Il faut que les aspirations populaires qui s'expriment en Ukraine, largement partagées par les populations européennes, servent à questionner la « gouvernance » de l'UE, qui est prête à s'élargir avec pour objectif d'avancer une alternative progressiste sur tout le continent. Faisons donc le bilan des politiques néolibérales de dumping fiscal et social qui ont accompagné les précédents élargissements et qui sont impulsées en Ukraine : sont-elles en mesure de permettre la défaite de l'invasion russe ainsi qu'un fonctionnement efficace et solidaire de l'UE ? Ou bien sont-elles source de désunion, de creusement des écarts, et d'échecs explosifs ?

La victoire contre l'invasion russe ne peut être simplement « militaire », mais elle ne peut se passer d'armes. Or celles-ci manquent cruellement pour protéger les populations civiles, les infrastructures du pays, la possibilité d'exporter sur la mer Noire. Mais la paix n'est possible que si elle est juste parce que décoloniale, respectant le droit des peuples à disposer d'eux-mêmes, et donc aussi les aspirations à l'égalité et à la dignité. C'est pourquoi le choix de construire une union élargie à l'Ukraine et aux autres pays candidats peut être associé à une remise en cause radicale des politiques basées sur la concurrence de marché et les privatisations. Des financements publics prioritaires doivent aller à l'extension des services publics (nationaux et européens dans les transports, l'éducation, la santé), notamment sur la base de « fonds pour l'élargissement ». Ils exigent une autre « gouvernance » de l'Union et une mise à plat des Traités pour rendre viable une Union élargie et plus hétérogène. Cela doit aussi affecter la « sortie » de guerre.

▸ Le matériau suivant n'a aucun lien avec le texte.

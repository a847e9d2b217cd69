use std::env;
use std::path::PathBuf;
use std::time::Duration;

#[derive(Debug, Clone, PartialEq)]
pub enum BusType {
    Nats,
    InMemory,
}

#[derive(Debug, Clone, PartialEq)]
pub enum FeatureStoreType {
    /// Feast online serving at the given base URL
    Feast { url: String },
    InMemory,
}

#[derive(Debug, Clone)]
pub struct Config {
    pub bus_type: BusType,
    pub nats_url: Option<String>,
    pub input_topic: String,
    pub output_topic: String,
    /// Durable consumer name; restarts resume after its last ack
    pub consumer_name: String,
    pub feature_store: FeatureStoreType,
    pub model_artifact: PathBuf,
    /// Confidence stamped on every prediction
    pub confidence: f64,
    pub retry_max_attempts: u32,
    pub http_timeout: Duration,
}

impl Config {
    pub fn from_env() -> Result<Self, String> {
        let bus_type = match var_or("BUS_TYPE", "inmemory").to_lowercase().as_str() {
            "nats" => BusType::Nats,
            "inmemory" => BusType::InMemory,
            other => {
                tracing::warn!(bus_type = %other, "Unknown BUS_TYPE, defaulting to inmemory");
                BusType::InMemory
            }
        };
        let nats_url = match bus_type {
            BusType::Nats => Some(var_or("NATS_URL", "nats://localhost:4222")),
            BusType::InMemory => None,
        };

        let feature_store = match var_or("FEATURE_STORE_TYPE", "feast").to_lowercase().as_str() {
            "feast" => FeatureStoreType::Feast {
                url: var_or("FEATURE_STORE_URL", "http://localhost:6566"),
            },
            "inmemory" => FeatureStoreType::InMemory,
            other => {
                return Err(format!(
                    "FEATURE_STORE_TYPE must be 'feast' or 'inmemory', got '{}'",
                    other
                ))
            }
        };

        let model_artifact = env::var("MODEL_ARTIFACT")
            .ok()
            .filter(|v| !v.trim().is_empty())
            .map(PathBuf::from)
            .ok_or("MODEL_ARTIFACT must be set")?;

        let confidence: f64 = parse("PREDICTION_CONFIDENCE", 0.85)?;
        if !(0.0..=1.0).contains(&confidence) {
            return Err(format!(
                "PREDICTION_CONFIDENCE must be within 0.0..=1.0, got {}",
                confidence
            ));
        }

        let retry_max_attempts: u32 = parse("RETRY_MAX_ATTEMPTS", 3)?;
        if retry_max_attempts == 0 {
            return Err("RETRY_MAX_ATTEMPTS must be at least 1".to_string());
        }

        let http_timeout: u64 = parse("HTTP_TIMEOUT_SECS", 10)?;

        Ok(Self {
            bus_type,
            nats_url,
            input_topic: var_or("INPUT_TOPIC", "erp-events"),
            output_topic: var_or("OUTPUT_TOPIC", "predictions-alerts"),
            consumer_name: var_or("CONSUMER_NAME", "prediction-service"),
            feature_store,
            model_artifact,
            confidence,
            retry_max_attempts,
            http_timeout: Duration::from_secs(http_timeout),
        })
    }
}

fn var_or(name: &str, default: &str) -> String {
    env::var(name)
        .ok()
        .map(|v| v.trim().to_string())
        .filter(|v| !v.is_empty())
        .unwrap_or_else(|| default.to_string())
}

fn parse<T: std::str::FromStr>(name: &str, default: T) -> Result<T, String> {
    match env::var(name) {
        Ok(raw) if !raw.trim().is_empty() => raw
            .trim()
            .parse()
            .map_err(|_| format!("{} has an invalid value '{}'", name, raw)),
        _ => Ok(default),
    }
}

Du côté de l'OTAN, la gauche européenne a loupé le moment d'une campagne pour sa dissolution quand celle-ci était à l'ordre du jour, en 1991. Mais elle s'enferme aussi dans des scénarios mythiques. Ce n'est pas contre la Russie, mais pour contrôler l'unification allemande et la création de l'UE que les États-Unis ont maintenu l'OTAN. Celle-ci s'est retrouvée initialement sans « ennemi » car c'était Eltsine lui-même qui avait démantelé l'URSS et lancé les privatisations ; et d'ailleurs la Russie d'Eltsine, puis de Poutine à ses débuts, a fait partie des « partenaires » de l'OTAN, elle a partagé la définition de son nouvel ennemi, « l'islamisme », dans les sales guerres menées en Tchétchénie…

C'est la consolidation d'un État fort russe au plan interne comme externe, avec sa peur des « révolutions colorées » et du « dégagisme » des autocrates, qui a tendu les rapports avec les pays voisins de la Russie et les puissances occidentales dans la deuxième moitié des années 2000. Ces tensions ne supprimaient pas les interdépendances entre UE et Russie au plan énergétique, financier, et des échanges, voire au plan « sécuritaire ». Parallèlement, après les crises au Bélarus et au Kazakstan en 2021-2022, Poutine espérait consolider l'Union eurasiatique avec la participation de l'Ukraine dans les échanges avec l'UE, d'une part ; et, d'autre part, il comptait offrir à l'Occident les services de l'OTSC (Organisation du traité de sécurité collective) après la déconfiture des États-Unis et de l'OTAN en Afghanistan. L'OTAN, dirigée par les É.-U., était donc « en mort cérébrale » et non pas menaçante à la veille de l'invasion russe. Les États-Unis et les puissances occidentales escomptaient, comme Poutine, une chute rapide de Zelensky.

Mais si l'Ukraine de 2014 était polarisée dans ses échanges et proximités entre UE et Russie, son invasion a radicalement creusé la haine antirusse, y compris dans les régions les plus russophones, bombardées et occupées : la guerre a redonné une « raison d'être » à l'OTAN et aux industries d'armement, et renforcé le poids des États-Unis dans l'UE.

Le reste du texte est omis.